Because real traffic patterns don’t always spike CPU or memory. Imagine you’ve got a queue stacking up overnight. KEDA notices and spins up more pods to work through the backlog—even if your nodes look quiet otherwise.
And the best part?
KEDA scales pods down to zero when there’s no work to do. Total cost saver.
What is Karpenter?
Karpenter handles the other side of the scaling equation: the nodes themselves.
While Kubernetes is great at adding pods when demand increases, it still needs somewhere to put them.
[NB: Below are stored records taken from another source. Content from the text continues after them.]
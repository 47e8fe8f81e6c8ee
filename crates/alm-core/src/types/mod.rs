//! Domain types for ALM analytics.
//!
//! This module provides type-safe representations of ALM concepts:
//!
//! - [`BalanceSheetInstrument`]: A balance-sheet line (asset or liability)
//! - [`DerivativeInstrument`]: A position in the IRR/FX derivatives book
//! - [`BucketSchedule`] / [`MaturityBucket`]: Maturity time bands
//! - [`RateSensitivityTable`]: Behavioural balance sensitivities
//! - [`Scenario`]: Named parallel rate shifts
//! - [`YieldCurve`] / [`FtpCurve`]: Key-tenor and transfer-pricing curves

mod bucket;
mod curve;
mod derivative;
mod instrument;
mod scenario;
mod sensitivity;

pub use bucket::{BucketSchedule, MaturityBucket, STANDARD_EDGES};
pub use curve::{CurvePoint, FtpCurve, FtpPoint, YieldCurve};
pub use derivative::{DerivativeBuilder, DerivativeInstrument, ProductType};
pub use instrument::{BalanceSheetInstrument, InstrumentBuilder, Side};
pub use scenario::{standard as standard_scenarios, Scenario, BASE_SCENARIO};
pub use sensitivity::{RateSensitivityTable, SensitivityPolicy};
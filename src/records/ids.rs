//! Identifier newtypes shared across record kinds.

use std::fmt;

use super::codec::{DecodeError, Reader, Writer};

/// 32-byte transaction / token hash.
#[derive(Clone, Copy, PartialEq, Eq, PartialOrd, Ord, Hash)]
pub struct TxHash(pub [u8; 32]);

impl TxHash {
    pub const ZERO: TxHash = TxHash([0u8; 32]);

    pub fn from_bytes(bytes: [u8; 32]) -> Self {
        Self(bytes)
    }

    pub fn as_bytes(&self) -> &[u8; 32] {
        &self.0
    }
}

impl fmt::Debug for TxHash {
    fn fmt(&self, f: &mut fmt::Formatter<'_>) -> fmt::Result {
        write!(f, "TxHash({})", self)
    }
}

impl fmt::Display for TxHash {
    fn fmt(&self, f: &mut fmt::Formatter<'_>) -> fmt::Result {
        for b in &self.0 {
            write!(f, "{:02x}", b)?;
        }
        Ok(())
    }
}

/// 20-byte hash identifying a key or script (RIPEMD160-sized).
#[derive(Clone, Copy, PartialEq, Eq, PartialOrd, Ord, Hash, Default)]
pub struct KeyId(pub [u8; 20]);

impl KeyId {
    pub fn is_null(&self) -> bool {
        self.0 == [0u8; 20]
    }
}

impl fmt::Debug for KeyId {
    fn fmt(&self, f: &mut fmt::Formatter<'_>) -> fmt::Result {
        write!(f, "KeyId(")?;
        for b in &self.0 {
            write!(f, "{:02x}", b)?;
        }
        write!(f, ")")
    }
}

/// Serialized public key bytes (33 or 65 bytes for EC keys; opaque here —
/// this layer never interprets cryptographic content).
#[derive(Clone, PartialEq, Eq, PartialOrd, Ord, Hash)]
pub struct PubKey(pub Vec<u8>);

impl PubKey {
    pub fn as_bytes(&self) -> &[u8] {
        &self.0
    }
}

impl fmt::Debug for PubKey {
    fn fmt(&self, f: &mut fmt::Formatter<'_>) -> fmt::Result {
        write!(f, "PubKey({} bytes)", self.0.len())
    }
}

impl Writer {
    pub fn put_tx_hash(&mut self, h: &TxHash) -> &mut Self {
        self.put_raw(&h.0)
    }

    pub fn put_key_id(&mut self, id: &KeyId) -> &mut Self {
        self.put_raw(&id.0)
    }

    pub fn put_pubkey(&mut self, pk: &PubKey) -> &mut Self {
        self.put_bytes(&pk.0)
    }
}

impl<'a> Reader<'a> {
    pub fn tx_hash(&mut self, what: &'static str) -> Result<TxHash, DecodeError> {
        Ok(TxHash(self.array::<32>(what)?))
    }

    pub fn key_id(&mut self, what: &'static str) -> Result<KeyId, DecodeError> {
        Ok(KeyId(self.array::<20>(what)?))
    }

    pub fn pubkey(&mut self, what: &'static str) -> Result<PubKey, DecodeError> {
        Ok(PubKey(self.bytes(what)?))
    }
}
impl RecordKind {
    pub const ALL: [RecordKind; 27] = [
        RecordKind::Name,
        RecordKind::Purpose,
        RecordKind::Tx,
        RecordKind::Token,
        RecordKind::TokenTx,
        RecordKind::NodeConfig,
        RecordKind::Key,
        RecordKind::CryptedKey,
        RecordKind::MasterKey,
        RecordKind::KeyMeta,
        RecordKind::CScript,
        RecordKind::WatchOnly,
        RecordKind::BestBlock,
        RecordKind::OrderPosNext,
        RecordKind::SplitThreshold,
        RecordKind::MultiSend,
        RecordKind::MSettings,
        RecordKind::MsDisabled,
        RecordKind::AutoCombine,
        RecordKind::DefaultKey,
        RecordKind::Pool,
        RecordKind::MinVersion,
        RecordKind::AcEntry,
        RecordKind::Account,
        RecordKind::DestData,
        RecordKind::ContractData,
        RecordKind::HdChain,
    ];

    /// On-disk type tag.
    pub fn tag(&self) -> &'static str {
        match self {
            RecordKind::Name => "name",
            RecordKind::Purpose => "purpose",
            RecordKind::Tx => "tx",
            RecordKind::Token => "token",
            RecordKind::TokenTx => "tokentx",
            RecordKind::NodeConfig => "nodeconfig",
            RecordKind::Key => "key",
            RecordKind::CryptedKey => "ckey",
            RecordKind::MasterKey => "mkey",
            RecordKind::KeyMeta => "keymeta",
            RecordKind::CScript => "cscript",
            RecordKind::WatchOnly => "watchs",
            RecordKind::BestBlock => "bestblock",
            RecordKind::OrderPosNext => "orderposnext",
            RecordKind::SplitThreshold => "splitthreshold",
            RecordKind::MultiSend => "multisend",
            RecordKind::MSettings => "msettings",
            RecordKind::MsDisabled => "msdisabled",
            RecordKind::AutoCombine => "autocombine",
            RecordKind::DefaultKey => "defaultkey",
            RecordKind::Pool => "pool",
            RecordKind::MinVersion => "minversion",
            RecordKind::AcEntry => "acentry",
            RecordKind::Account => "acc",
            RecordKind::DestData => "destdata",
            RecordKind::ContractData => "contractdata",
            RecordKind::HdChain => "hdchain",
        }
    }

    /// Reverse tag lookup; `None` for tags this catalog does not know
    /// (future record kinds are tolerated, not rejected).
    pub fn from_tag(tag: &str) -> Option<Self> {
        RecordKind::ALL.iter().copied().find(|k| k.tag() == tag)
    }

    /// Whether a decode failure on this kind is unrecoverable structural
    /// damage. Continuing a load past corrupt cryptographic material
    /// risks silently losing fund control, so these abort the scan.
    pub fn is_essential(&self) -> bool {
        matches!(
            self,
            RecordKind::Key
                | RecordKind::CryptedKey
                | RecordKind::MasterKey
                | RecordKind::KeyMeta
                | RecordKind::HdChain
                | RecordKind::DefaultKey
        )
    }

    /// Whether the kind is retained by keys-only recovery.
    pub fn carries_key_material(&self) -> bool {
        self.is_essential() || matches!(self, RecordKind::MinVersion)
    }
}

/// A fully decoded record: subkey identity plus payload.
#[derive(Debug, Clone, PartialEq, Eq)]
pub enum Record {
    Name { address: String, label: String },
    Purpose { address: String, purpose: String },
    Tx { hash: TxHash, tx: WalletTx },
    Token { hash: TxHash, info: TokenInfo },
    TokenTx { hash: TxHash, token_tx: TokenTxRecord },
    NodeConfig { alias: String, config: NodeConfig },
    Key { pubkey: PubKey, secret: Vec<u8> },
    CryptedKey { pubkey: PubKey, secret: Vec<u8> },
    MasterKey { id: u32, key: MasterKey },
    KeyMeta { pubkey: PubKey, meta: KeyMetadata },
    CScript { hash: KeyId, script: Vec<u8> },
    WatchOnly { script: Vec<u8>, meta: KeyMetadata },
    BestBlock(BestBlock),
    OrderPosNext(i64),
    SplitThreshold(u64),
    MultiSend(MultiSendRules),
    MSettings(MultiSendSettings),
    MsDisabled(MsDisabledAddresses),
    AutoCombine(AutoCombineSettings),
    DefaultKey(PubKey),
    Pool { index: i64, entry: KeyPoolEntry },
    MinVersion(u32),
    AcEntry { account: String, seq: u64, entry: AccountingEntry },
    Account { name: String, account: Account },
    DestData { address: String, key: String, value: String },
    ContractData { address: String, key: String, value: String },
    HdChain(HdChainState),
}

// ---------------------------------------------------------------------------
// Composite key construction

fn key_with(kind: RecordKind, build: impl FnOnce(&mut Writer)) -> Vec<u8> {
    let mut w = Writer::new();
    w.put_str(kind.tag());
    build(&mut w);
    w.finish()
}

/// Key for a singleton record: the type tag alone.
pub fn singleton_key(kind: RecordKind) -> Vec<u8> {
    key_with(kind, |_| {})
}

/// Byte prefix shared by every record of `kind`; drives prefix cursors.
pub fn kind_prefix(kind: RecordKind) -> Vec<u8> {
    singleton_key(kind)
}

pub fn name_key(address: &str) -> Vec<u8> {
    key_with(RecordKind::Name, |w| {
        w.put_str(address);
    })
}

pub fn purpose_key(address: &str) -> Vec<u8> {
    key_with(RecordKind::Purpose, |w| {
        w.put_str(address);
    })
}

pub fn tx_key(hash: &TxHash) -> Vec<u8> {
    key_with(RecordKind::Tx, |w| {
        w.put_tx_hash(hash);
    })
}

pub fn token_key(hash: &TxHash) -> Vec<u8> {
    key_with(RecordKind::Token, |w| {
        w.put_tx_hash(hash);
    })
}

pub fn token_tx_key(hash: &TxHash) -> Vec<u8> {
    key_with(RecordKind::TokenTx, |w| {
        w.put_tx_hash(hash);
    })
}

pub fn node_config_key(alias: &str) -> Vec<u8> {
    key_with(RecordKind::NodeConfig, |w| {
        w.put_str(alias);
    })
}

pub fn key_key(pubkey: &PubKey) -> Vec<u8> {
    key_with(RecordKind::Key, |w| {
        w.put_pubkey(pubkey);
    })
}

pub fn crypted_key_key(pubkey: &PubKey) -> Vec<u8> {
    key_with(RecordKind::CryptedKey, |w| {
        w.put_pubkey(pubkey);
    })
}

/// Master key ids are stored big-endian so the cursor yields them in
/// numeric order.
pub fn master_key_key(id: u32) -> Vec<u8> {
    key_with(RecordKind::MasterKey, |w| {
        w.put_raw(&id.to_be_bytes());
    })
}

pub fn key_meta_key(pubkey: &PubKey) -> Vec<u8> {
    key_with(RecordKind::KeyMeta, |w| {
        w.put_pubkey(pubkey);
    })
}

pub fn cscript_key(hash: &KeyId) -> Vec<u8> {
    key_with(RecordKind::CScript, |w| {
        w.put_key_id(hash);
    })
}

pub fn watch_only_key(script: &[u8]) -> Vec<u8> {
    key_with(RecordKind::WatchOnly, |w| {
        w.put_bytes(script);
    })
}

/// Pool indices are stored big-endian for numeric cursor order.
pub fn pool_key(index: i64) -> Vec<u8> {
    key_with(RecordKind::Pool, |w| {
        w.put_raw(&(index as u64).to_be_bytes());
    })
}

/// Sequence numbers are stored big-endian so entries of one account list
/// in append order.
pub fn acentry_key(account: &str, seq: u64) -> Vec<u8> {
    key_with(RecordKind::AcEntry, |w| {
        w.put_str(account);
        w.put_raw(&seq.to_be_bytes());
    })
}

/// Prefix covering every accounting entry of one account.
pub fn acentry_account_prefix(account: &str) -> Vec<u8> {
    key_with(RecordKind::AcEntry, |w| {
        w.put_str(account);
    })
}

pub fn account_key(name: &str) -> Vec<u8> {
    key_with(RecordKind::Account, |w| {
        w.put_str(name);
    })
}

pub fn dest_data_key(address: &str, key: &str) -> Vec<u8> {
    key_with(RecordKind::DestData, |w| {
        w.put_str(address);
        w.put_str(key);
    })
}

pub fn contract_data_key(address: &str, key: &str) -> Vec<u8> {
    key_with(RecordKind::ContractData, |w| {
        w.put_str(address);
        w.put_str(key);
    })
}

// ---------------------------------------------------------------------------
// Key parsing and record dispatch

/// Split a raw composite key into its type tag and subkey bytes.
pub fn parse_record_key(key: &[u8]) -> Result<(String, Vec<u8>), DecodeError> {
    let mut r = Reader::new(key);
    let tag = r.string("record type tag")?;
    Ok((tag, r.rest()))
}

const PUBKEY_VALUE_VERSION: u32 = 1;

/// Payload codec for `defaultkey`: the wallet's default public key.
pub fn encode_pubkey_value(pk: &PubKey) -> Vec<u8> {
    let mut w = Writer::versioned(PUBKEY_VALUE_VERSION);
    w.put_pubkey(pk);
    w.finish()
}

pub fn decode_pubkey_value(data: &[u8]) -> Result<Versioned<PubKey>, DecodeError> {
    let mut r = Reader::new(data);
    let (version, future_version) = r.version(PUBKEY_VALUE_VERSION)?;
    let value = r.pubkey("default key")?;
    Ok(Versioned {
        value,
        version,
        future_version,
    })
}
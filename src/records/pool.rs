//! Key-pool entries: pre-generated look-ahead keys, keyed by a
//! monotonically increasing integer index.

use super::codec::{DecodeError, Reader, Versioned, Writer};
use super::ids::PubKey;

/// One reserve key waiting to be handed out.
///
/// Version 2 added the internal flag distinguishing change-chain keys
/// from receive-chain keys.
#[derive(Debug, Clone, PartialEq, Eq)]
pub struct KeyPoolEntry {
    /// Unix timestamp the key was generated.
    pub time: i64,
    pub pubkey: PubKey,
    /// True for internal (change) keys.
    pub internal: bool,
}

impl KeyPoolEntry {
    pub const VERSION_BASE: u32 = 1;
    pub const VERSION_INTERNAL: u32 = 2;
    pub const CURRENT_VERSION: u32 = Self::VERSION_INTERNAL;

    pub fn encode(&self) -> Vec<u8> {
        let mut w = Writer::versioned(Self::CURRENT_VERSION);
        w.put_i64(self.time);
        w.put_pubkey(&self.pubkey);
        w.put_bool(self.internal);
        w.finish()
    }

    pub fn decode(data: &[u8]) -> Result<Versioned<Self>, DecodeError> {
        let mut r = Reader::new(data);
        let (version, future_version) = r.version(Self::CURRENT_VERSION)?;
        let time = r.i64("pool entry time")?;
        let pubkey = r.pubkey("pool entry pubkey")?;
        let internal = if version >= Self::VERSION_INTERNAL {
            r.bool("pool entry internal flag")?
        } else {
            false
        };
        Ok(Versioned {
            value: Self {
                time,
                pubkey,
                internal,
            },
            version,
            future_version,
        })
    }
}
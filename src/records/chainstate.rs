//! Wallet-wide chain-position singletons: best block locator, next
//! transaction ordering position, and the minimum supported format version.

use super::codec::{DecodeError, Reader, Versioned, Writer};
use super::ids::TxHash;

/// Block locator: block hashes from the wallet's best-known tip backwards,
/// densest near the tip. Stored so a restarted wallet knows where to
/// resume scanning the ledger.
#[derive(Debug, Clone, PartialEq, Eq, Default)]
pub struct BestBlock {
    pub hashes: Vec<TxHash>,
}

impl BestBlock {
    pub const CURRENT_VERSION: u32 = 1;

    pub fn encode(&self) -> Vec<u8> {
        let mut w = Writer::versioned(Self::CURRENT_VERSION);
        w.put_u32(self.hashes.len() as u32);
        for h in &self.hashes {
            w.put_tx_hash(h);
        }
        w.finish()
    }

    pub fn decode(data: &[u8]) -> Result<Versioned<Self>, DecodeError> {
        let mut r = Reader::new(data);
        let (version, future_version) = r.version(Self::CURRENT_VERSION)?;
        let count = r.u32("locator hash count")? as usize;
        if count > r.remaining() / 32 {
            return Err(DecodeError::BadLength {
                what: "locator hash count",
                len: count,
            });
        }
        let mut hashes = Vec::with_capacity(count);
        for _ in 0..count {
            hashes.push(r.tx_hash("locator hash")?);
        }
        Ok(Versioned {
            value: Self { hashes },
            version,
            future_version,
        })
    }
}

const SCALAR_VERSION: u32 = 1;

/// Next value for the wallet's global transaction ordering counter.
pub fn encode_order_pos_next(v: i64) -> Vec<u8> {
    let mut w = Writer::versioned(SCALAR_VERSION);
    w.put_i64(v);
    w.finish()
}

pub fn decode_order_pos_next(data: &[u8]) -> Result<Versioned<i64>, DecodeError> {
    let mut r = Reader::new(data);
    let (version, future_version) = r.version(SCALAR_VERSION)?;
    let value = r.i64("order pos next")?;
    Ok(Versioned {
        value,
        version,
        future_version,
    })
}

/// Minimum wallet format version required to read this file. A stored
/// value above [`crate::load::SUPPORTED_FORMAT_VERSION`] blocks loading.
pub fn encode_min_version(v: u32) -> Vec<u8> {
    let mut w = Writer::versioned(SCALAR_VERSION);
    w.put_u32(v);
    w.finish()
}

pub fn decode_min_version(data: &[u8]) -> Result<Versioned<u32>, DecodeError> {
    let mut r = Reader::new(data);
    let (version, future_version) = r.version(SCALAR_VERSION)?;
    let value = r.u32("min version")?;
    Ok(Versioned {
        value,
        version,
        future_version,
    })
}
That’s where Karpenter steps in.
Instead of manually setting up complicated Node Groups and guessing how many nodes you might need, Karpenter:
- Launches the right types of nodes exactly when you need them
- Shuts down unneeded nodes automatically
- Picks the most cost-efficient instance types, sizes, and zones
- Supports a mix of Spot and On-Demand instances to save cash
Why use Karpenter?
Because manually managing node groups and scaling policies is painful. Karpenter figures it out in real time based on the actual resource requests of your pods.
KEDA and Karpenter: The Dream Team
Here’s where the magic happens.
KEDA scales pods based on demand. Karpenter scales nodes to fit those pods.
They complement each other perfectly.
Here’s a real-world example:
- You’ve got a queue (like Kafka) that’s backing up.
- KEDA detects the backlog and increases the replica count of your consumer pods from 1 to 20.
- Kubernetes now needs to find room for those 20 pods.
- Karpenter notices there’s not enough capacity and spins up new nodes to fit the pods.
- Pods get scheduled, the backlog clears.
- KEDA scales your pods back down.
- Karpenter sees the nodes are empty and shuts them down.
Zero queue backlog. No wasted resources or manual intervention.
That’s the dream, right?
How to Use KEDA and Karpenter Together (The Right Way)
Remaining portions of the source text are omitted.